I don’t have that problem - fw/gc can take days… my disks aren’t full… I’m not paying anything to speed up background housecleaning.

Mitsos · June 7, 2024, 12:14pm

Literally my problem: can’t catch enough data because I can’t keep up with the deletes.

Shouting “but they told us to use what we have!!!”, isn’t going to fix this.
Spending $$$, will.

Off topic (again) the new zen 5 looks perfect on paper.

Roxor · June 7, 2024, 12:21pm

I understand your issue now: sorry to push. If I could start clean… maybe with a 4u 24-bay case… then yeah stuff in 128GB (or more) of RAM for ZFS ARC, and some mirrored SSDs for a special metadata device: and fw/gc would always run in seconds… and the HDDs would only receive the lightest occasional kiss

But… for now I tend to the … and spend my nights dreaming of the day I get to add a 20TB drive just for Storj…
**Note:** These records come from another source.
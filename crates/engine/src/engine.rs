//! The rule actions engine: owns one remediator and one alerter per rule,
//! gates them on the profile settings, consults the state machine, and
//! aggregates both outcomes.
//!
//! The engine never fails fast across the two action classes; both are
//! always attempted and the caller receives one aggregate to persist.

use std::sync::Arc;

use serde_json::Value;
use tokio_util::sync::CancellationToken;
use tracing::debug;

use crate::actions::{new_alerter, new_remediator, Action, ActionContext, ActionResult};
use crate::errors::{ActionError, ActionTransition, EvaluationError, FactoryError};
use crate::models::{
    ActionSetting, AlertStatus, Entity, EvalStatus, IngestResult, PriorEvaluation, Profile,
    RemediationStatus, RuleInstance, RuleType,
};
use crate::statemachine::{alert_command, is_skippable, remediation_command, ActionCmd};
use provider::Provider;

/// The evaluation carrier: everything the engine needs about one
/// `(profile, rule, entity)` evaluation.
#[derive(Debug)]
pub struct EvalParams {
    pub rule: RuleInstance,
    pub prior: PriorEvaluation,
    /// Error reported by the evaluator; `None` means the entity is
    /// compliant.
    pub eval_err: Option<EvaluationError>,
    /// Structured output of the evaluation, available to templates.
    pub eval_output: Option<Value>,
    /// Caller-supplied cancellation token, propagated to every provider
    /// call and tree traversal this evaluation performs.
    pub cancel: CancellationToken,
}

/// Outcome of one action class within a [`RuleActions::do_actions`] run.
#[derive(Debug)]
pub struct ActionOutcome {
    /// Transition on success, taxonomy error otherwise.
    pub status: Result<ActionTransition, ActionError>,
    /// Metadata to persist for the next evaluation.
    pub metadata: Value,
}

impl ActionOutcome {
    fn skipped(metadata: Value) -> Self {
        Self {
            status: Err(ActionError::Skipped),
            metadata,
        }
    }

    /// Fold an action result back onto the metadata invariant: failures and
    /// skips keep the prior metadata; success and pending take the new one.
    fn from_result(result: ActionResult, prev_metadata: &Value) -> Self {
        let keep_new = matches!(result.outcome, Ok(_) | Err(ActionError::Pending));
        let metadata = if keep_new {
            normalize(&result.metadata)
        } else {
            prev_metadata.clone()
        };
        Self {
            status: result.outcome,
            metadata,
        }
    }

    /// Whether the action completed its transition this run.
    #[must_use]
    pub fn succeeded(&self) -> bool {
        self.status.is_ok()
    }

    /// The remediation status a caller would persist for this outcome.
    #[must_use]
    pub fn remediation_status(&self) -> RemediationStatus {
        match &self.status {
            Ok(_) => RemediationStatus::Success,
            Err(ActionError::Pending) => RemediationStatus::Pending,
            Err(ActionError::Skipped) => RemediationStatus::Skipped,
            Err(ActionError::NotAvailable) => RemediationStatus::NotAvailable,
            Err(ActionError::Failed { .. }) => RemediationStatus::Failure,
        }
    }

    /// The alert status a caller would persist for this outcome.
    #[must_use]
    pub fn alert_status(&self) -> AlertStatus {
        match &self.status {
            Ok(ActionTransition::TurnedOn) => AlertStatus::On,
            Ok(ActionTransition::TurnedOff) => AlertStatus::Off,
            Err(ActionError::Failed { .. }) => AlertStatus::Error,
            Err(ActionError::NotAvailable) => AlertStatus::NotAvailable,
            Err(ActionError::Skipped | ActionError::Pending) => AlertStatus::Skipped,
        }
    }
}

/// Aggregate of both action outcomes for one evaluation.
#[derive(Debug)]
pub struct ActionsError {
    pub remediate: ActionOutcome,
    pub alert: ActionOutcome,
}

/// Missing or null metadata is persisted as the empty object.
fn normalize(metadata: &Value) -> Value {
    if metadata.is_null() {
        Value::Object(serde_json::Map::new())
    } else {
        metadata.clone()
    }
}

/// One remediator and one alerter bound to a rule type, with the profile's
/// on/off settings pre-resolved.
pub struct RuleActions {
    remediator: Box<dyn Action>,
    alerter: Box<dyn Action>,
    remediate_setting: ActionSetting,
    alert_setting: ActionSetting,
}

impl RuleActions {
    /// Build both actions for `rule_type`, validating provider capability
    /// fit up front.
    pub fn new(
        rule_type: &RuleType,
        profile: &Profile,
        provider: &Arc<dyn Provider>,
    ) -> Result<Self, FactoryError> {
        Ok(Self {
            remediator: new_remediator(rule_type, provider)?,
            alerter: new_alerter(rule_type, provider)?,
            remediate_setting: profile.remediate,
            alert_setting: profile.alert,
        })
    }

    /// Dispatch remediation and alert for one evaluation.
    ///
    /// Remediation completes before the alert starts; the alert decision
    /// consumes the remediation outcome.
    pub async fn do_actions(
        &self,
        entity: &Entity,
        params: &EvalParams,
        ingest: Option<&IngestResult>,
    ) -> ActionsError {
        let ctx = ActionContext {
            entity,
            rule: &params.rule,
            eval_output: params.eval_output.as_ref(),
            ingest,
            cancel: &params.cancel,
        };
        let new_eval = EvalStatus::from_eval(params.eval_err.as_ref());

        let remediate = self.run_remediation(&ctx, params, new_eval).await;
        let alert = self
            .run_alert(&ctx, params, new_eval, remediate.succeeded())
            .await;

        ActionsError { remediate, alert }
    }

    async fn run_remediation(
        &self,
        ctx: &ActionContext<'_>,
        params: &EvalParams,
        new_eval: EvalStatus,
    ) -> ActionOutcome {
        let prev_metadata = normalize(&params.prior.rem_metadata);
        if is_skippable(self.remediate_setting, params.eval_err.as_ref()) {
            debug!(rule = %params.rule.name, setting = %self.remediate_setting, "remediation skipped");
            return ActionOutcome::skipped(prev_metadata);
        }

        let cmd = remediation_command(params.prior.remediation(), new_eval);
        debug!(rule = %params.rule.name, %cmd, "remediation decision");
        if cmd == ActionCmd::DoNothing {
            return ActionOutcome::skipped(prev_metadata);
        }

        let result = self
            .remediator
            .do_action(ctx, cmd, self.remediate_setting, &prev_metadata)
            .await;
        ActionOutcome::from_result(result, &prev_metadata)
    }

    async fn run_alert(
        &self,
        ctx: &ActionContext<'_>,
        params: &EvalParams,
        new_eval: EvalStatus,
        remediation_succeeded: bool,
    ) -> ActionOutcome {
        let prev_metadata = normalize(&params.prior.alert_metadata);
        if is_skippable(self.alert_setting, params.eval_err.as_ref()) {
            debug!(rule = %params.rule.name, setting = %self.alert_setting, "alert skipped");
            return ActionOutcome::skipped(prev_metadata);
        }

        let cmd = alert_command(
            params.prior.alert(),
            new_eval,
            remediation_succeeded,
            self.remediator.kind(),
        );
        debug!(rule = %params.rule.name, %cmd, "alert decision");
        if cmd == ActionCmd::DoNothing {
            return ActionOutcome::skipped(prev_metadata);
        }

        let result = self
            .alerter
            .do_action(ctx, cmd, self.alert_setting, &prev_metadata)
            .await;
        ActionOutcome::from_result(result, &prev_metadata)
    }
}
//! Bounded rendering of user-authored templates.
//!
//! Every template in a rule type (endpoints, bodies, file paths, file
//! contents, patch fragments) is expanded through [`render_bounded`], which
//! stops writing once the output budget is exhausted instead of trusting the
//! template engine to terminate on its own.

use std::io::{self, Write};

use handlebars::Handlebars;
use serde::Serialize;
use serde_json::{json, Value};

use crate::errors::TemplateError;
use crate::models::Entity;

/// Byte budget for HTTP method templates.
pub const MAX_METHOD_BYTES: usize = 10;
/// Byte budget for endpoint templates.
pub const MAX_ENDPOINT_BYTES: usize = 1024;
/// Byte budget for request/patch body templates.
pub const MAX_BODY_BYTES: usize = 5120;
/// Byte budget for file-content templates.
pub const MAX_CONTENT_BYTES: usize = 5120;
/// Byte budget for file-path templates.
pub const MAX_PATH_BYTES: usize = 200;
/// Byte budget for PR title templates.
pub const MAX_TITLE_BYTES: usize = 1024;

/// `io::Write` adapter that refuses to grow past a byte budget.
struct BoundedWriter {
    buf: Vec<u8>,
    limit: usize,
    overflowed: bool,
}

impl BoundedWriter {
    fn new(limit: usize) -> Self {
        Self {
            buf: Vec::new(),
            limit,
            overflowed: false,
        }
    }
}

impl Write for BoundedWriter {
    fn write(&mut self, data: &[u8]) -> io::Result<usize> {
        if self.buf.len() + data.len() > self.limit {
            self.overflowed = true;
            return Err(io::Error::other("output budget exhausted"));
        }
        self.buf.extend_from_slice(data);
        Ok(data.len())
    }

    fn flush(&mut self) -> io::Result<()> {
        Ok(())
    }
}

/// Render `template` against `data`, failing if the output exceeds `limit`
/// bytes.
pub fn render_bounded<T: Serialize>(
    template: &str,
    data: &T,
    limit: usize,
) -> Result<String, TemplateError> {
    let mut engine = Handlebars::new();
    engine.set_strict_mode(false);

    let mut writer = BoundedWriter::new(limit);
    match engine.render_template_to_write(template, data, &mut writer) {
        // The engine only writes &str fragments, so the buffer is UTF-8.
        Ok(()) => Ok(String::from_utf8_lossy(&writer.buf).into_owned()),
        Err(_) if writer.overflowed => Err(TemplateError::TooLarge { limit }),
        Err(e) => Err(TemplateError::Render(Box::new(e))),
    }
}

/// Build the template scope shared by all actions:
/// `{ entity, profile, params, eval_result_output }`.
///
/// `profile` is the rule's definition as declared in the profile, `params`
/// the per-instance parameters.
#[must_use]
pub fn action_scope(
    entity: &Entity,
    def: &Value,
    params: &Value,
    eval_output: Option<&Value>,
) -> Value {
    json!({
        "entity": entity,
        "profile": def,
        "params": params,
        "eval_result_output": eval_output.cloned().unwrap_or(Value::Null),
    })
}

#[cfg(test)]
mod tests {
    use super::*;
    use crate::models::Repository;

    fn repo_entity() -> Entity {
        Entity::Repository(Repository {
            owner: "stacklok".to_string(),
            name: "minder".to_string(),
            default_branch: "main".to_string(),
            is_private: false,
        })
    }

    #[test]
    fn renders_action_scope_fields() {
        let scope = action_scope(
            &repo_entity(),
            &json!({"package_ecosystem": "gomod"}),
            &json!({"branch": "main"}),
            None,
        );
        let out = render_bounded(
            "/repos/{{entity.owner}}/{{entity.name}}/x/{{profile.package_ecosystem}}/{{params.branch}}",
            &scope,
            MAX_ENDPOINT_BYTES,
        )
        .unwrap();
        assert_eq!(out, "/repos/stacklok/minder/x/gomod/main");
    }

    #[test]
    fn overflow_fails_with_bounded_length_error() {
        let scope = json!({"filler": "x".repeat(64)});
        let template = "{{filler}}".repeat(20);
        let err = render_bounded(&template, &scope, 1024).unwrap_err();
        assert!(matches!(err, TemplateError::TooLarge { limit: 1024 }));
    }

    #[test]
    fn output_at_exact_limit_is_allowed() {
        let scope = json!({"v": "abcd"});
        let out = render_bounded("{{v}}", &scope, 4).unwrap();
        assert_eq!(out, "abcd");
    }

    #[test]
    fn missing_variables_render_empty() {
        let out = render_bounded("x{{nope}}y", &json!({}), 16).unwrap();
        assert_eq!(out, "xy");
    }
}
agente · June 7, 2024, 1:16pm

If you cap your system ram you need to move to the second step… and beleive me… you’ll cap in a basic system! how much you can scale with a simple config? (double cpu 1.5tb ram basic ext4 setup basic jbod 6g/12g basic HBA controller) 100? 150? 1000 nodes? Few SNOs today have the answer. New pattern cut maximum nodes number that you can manage a lot.
Again… I’m not talking about a couple of nodes.

Mitsos · June 7, 2024, 1:20pm

No, I’ll add a second rig at the 24 nodes (=24 drives) mark. Why do I need to run 1000 nodes off a single host? So I can justify me daisychaining whole racks of JBODs? I’ll be capped at the controller level anyway.

agente · June 7, 2024, 1:27pm

cost efficiency… we are talking about KWs of hardware.

littleskunk · June 7, 2024, 1:28pm

I think with ZFS you need about 1GB of RAM per TB disk space. So you would have to put in a lot more RAM if you want to run so many disks.